:: About this exercise ::
Below is a set of records; print all of them exactly as written.

━━━ Input for this task ━━━

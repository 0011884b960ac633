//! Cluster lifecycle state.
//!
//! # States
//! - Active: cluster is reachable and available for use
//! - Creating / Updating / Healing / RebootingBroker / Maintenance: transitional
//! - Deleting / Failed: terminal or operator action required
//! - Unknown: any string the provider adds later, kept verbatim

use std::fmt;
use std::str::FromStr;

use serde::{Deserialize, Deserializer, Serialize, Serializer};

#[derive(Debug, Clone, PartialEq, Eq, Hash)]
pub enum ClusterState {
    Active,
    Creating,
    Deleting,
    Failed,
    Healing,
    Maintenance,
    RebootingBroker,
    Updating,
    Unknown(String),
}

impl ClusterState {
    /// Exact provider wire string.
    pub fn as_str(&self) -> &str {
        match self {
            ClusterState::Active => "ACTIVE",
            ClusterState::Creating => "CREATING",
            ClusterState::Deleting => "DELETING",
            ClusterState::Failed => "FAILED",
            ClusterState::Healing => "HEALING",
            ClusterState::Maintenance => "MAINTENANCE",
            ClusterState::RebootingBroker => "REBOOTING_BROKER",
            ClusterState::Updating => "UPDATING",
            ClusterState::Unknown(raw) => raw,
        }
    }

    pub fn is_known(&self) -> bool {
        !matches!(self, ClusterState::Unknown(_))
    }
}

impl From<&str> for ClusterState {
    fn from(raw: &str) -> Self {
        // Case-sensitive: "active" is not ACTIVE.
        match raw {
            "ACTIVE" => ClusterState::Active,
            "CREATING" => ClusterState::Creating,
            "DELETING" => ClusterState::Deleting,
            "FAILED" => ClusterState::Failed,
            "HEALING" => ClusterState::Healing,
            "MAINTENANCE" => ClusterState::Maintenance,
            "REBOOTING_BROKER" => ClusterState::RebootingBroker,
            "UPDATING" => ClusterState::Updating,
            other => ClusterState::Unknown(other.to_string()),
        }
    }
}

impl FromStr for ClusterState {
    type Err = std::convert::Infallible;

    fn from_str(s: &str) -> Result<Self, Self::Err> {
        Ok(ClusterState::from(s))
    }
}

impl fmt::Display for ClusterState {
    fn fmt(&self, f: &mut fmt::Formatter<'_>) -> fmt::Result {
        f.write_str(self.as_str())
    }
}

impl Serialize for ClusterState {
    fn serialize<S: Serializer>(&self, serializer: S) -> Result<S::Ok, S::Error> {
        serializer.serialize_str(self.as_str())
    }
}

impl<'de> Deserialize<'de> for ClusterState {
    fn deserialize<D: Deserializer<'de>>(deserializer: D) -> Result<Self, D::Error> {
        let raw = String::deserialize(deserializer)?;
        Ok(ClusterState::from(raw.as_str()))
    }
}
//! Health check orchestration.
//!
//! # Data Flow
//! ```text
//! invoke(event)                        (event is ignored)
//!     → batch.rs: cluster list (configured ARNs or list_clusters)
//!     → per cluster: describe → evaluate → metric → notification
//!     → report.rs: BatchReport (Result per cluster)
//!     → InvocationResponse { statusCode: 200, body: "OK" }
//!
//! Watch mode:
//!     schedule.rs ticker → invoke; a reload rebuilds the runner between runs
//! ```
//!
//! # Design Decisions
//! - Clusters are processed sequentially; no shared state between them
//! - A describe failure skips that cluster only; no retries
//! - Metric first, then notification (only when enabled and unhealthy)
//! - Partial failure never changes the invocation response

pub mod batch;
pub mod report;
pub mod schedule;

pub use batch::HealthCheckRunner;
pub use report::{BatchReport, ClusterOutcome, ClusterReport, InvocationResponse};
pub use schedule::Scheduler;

━━━

:: Output of the task ::
repository 0011884b960ac633
//! Cluster lifecycle state.
//!
//! # States
//! - Active: cluster is reachable and available for use
//! - Creating / Updating / Healing / RebootingBroker / Maintenance: transitional
//! - Deleting / Failed: terminal or operator action required
//! - Unknown: any string the provider adds later, kept verbatim

use std::fmt;
use std::str::FromStr;

use serde::{Deserialize, Deserializer, Serialize, Serializer};

#[derive(Debug, Clone, PartialEq, Eq, Hash)]
pub enum ClusterState {
    Active,
    Creating,
    Deleting,
    Failed,
    Healing,
    Maintenance,
    RebootingBroker,
    Updating,
    Unknown(String),
}

impl ClusterState {
    /// Exact provider wire string.
    pub fn as_str(&self) -> &str {
        match self {
            ClusterState::Active => "ACTIVE",
            ClusterState::Creating => "CREATING",
            ClusterState::Deleting => "DELETING",
            ClusterState::Failed => "FAILED",
            ClusterState::Healing => "HEALING",
            ClusterState::Maintenance => "MAINTENANCE",
            ClusterState::RebootingBroker => "REBOOTING_BROKER",
            ClusterState::Updating => "UPDATING",
            ClusterState::Unknown(raw) => raw,
        }
    }

    pub fn is_known(&self) -> bool {
        !matches!(self, ClusterState::Unknown(_))
    }
}

impl From<&str> for ClusterState {
    fn from(raw: &str) -> Self {
        // Case-sensitive: "active" is not ACTIVE.
        match raw {
            "ACTIVE" => ClusterState::Active,
            "CREATING" => ClusterState::Creating,
            "DELETING" => ClusterState::Deleting,
            "FAILED" => ClusterState::Failed,
            "HEALING" => ClusterState::Healing,
            "MAINTENANCE" => ClusterState::Maintenance,
            "REBOOTING_BROKER" => ClusterState::RebootingBroker,
            "UPDATING" => ClusterState::Updating,
            other => ClusterState::Unknown(other.to_string()),
        }
    }
}

impl FromStr for ClusterState {
    type Err = std::convert::Infallible;

    fn from_str(s: &str) -> Result<Self, Self::Err> {
        Ok(ClusterState::from(s))
    }
}

impl fmt::Display for ClusterState {
    fn fmt(&self, f: &mut fmt::Formatter<'_>) -> fmt::Result {
        f.write_str(self.as_str())
    }
}

impl Serialize for ClusterState {
    fn serialize<S: Serializer>(&self, serializer: S) -> Result<S::Ok, S::Error> {
        serializer.serialize_str(self.as_str())
    }
}

impl<'de> Deserialize<'de> for ClusterState {
    fn deserialize<D: Deserializer<'de>>(deserializer: D) -> Result<Self, D::Error> {
        let raw = String::deserialize(deserializer)?;
        Ok(ClusterState::from(raw.as_str()))
    }
}
//! Health check orchestration.
//!
//! # Data Flow
//! ```text
//! invoke(event)                        (event is ignored)
//!     → batch.rs: cluster list (configured ARNs or list_clusters)
//!     → per cluster: describe → evaluate → metric → notification
//!     → report.rs: BatchReport (Result per cluster)
//!     → InvocationResponse { statusCode: 200, body: "OK" }
//!
//! Watch mode:
//!     schedule.rs ticker → invoke; a reload rebuilds the runner between runs
//! ```
//!
//! # Design Decisions
//! - Clusters are processed sequentially; no shared state between them
//! - A describe failure skips that cluster only; no retries
//! - Metric first, then notification (only when enabled and unhealthy)
//! - Partial failure never changes the invocation response

pub mod batch;
pub mod report;
pub mod schedule;

pub use batch::HealthCheckRunner;
pub use report::{BatchReport, ClusterOutcome, ClusterReport, InvocationResponse};
pub use schedule::Scheduler;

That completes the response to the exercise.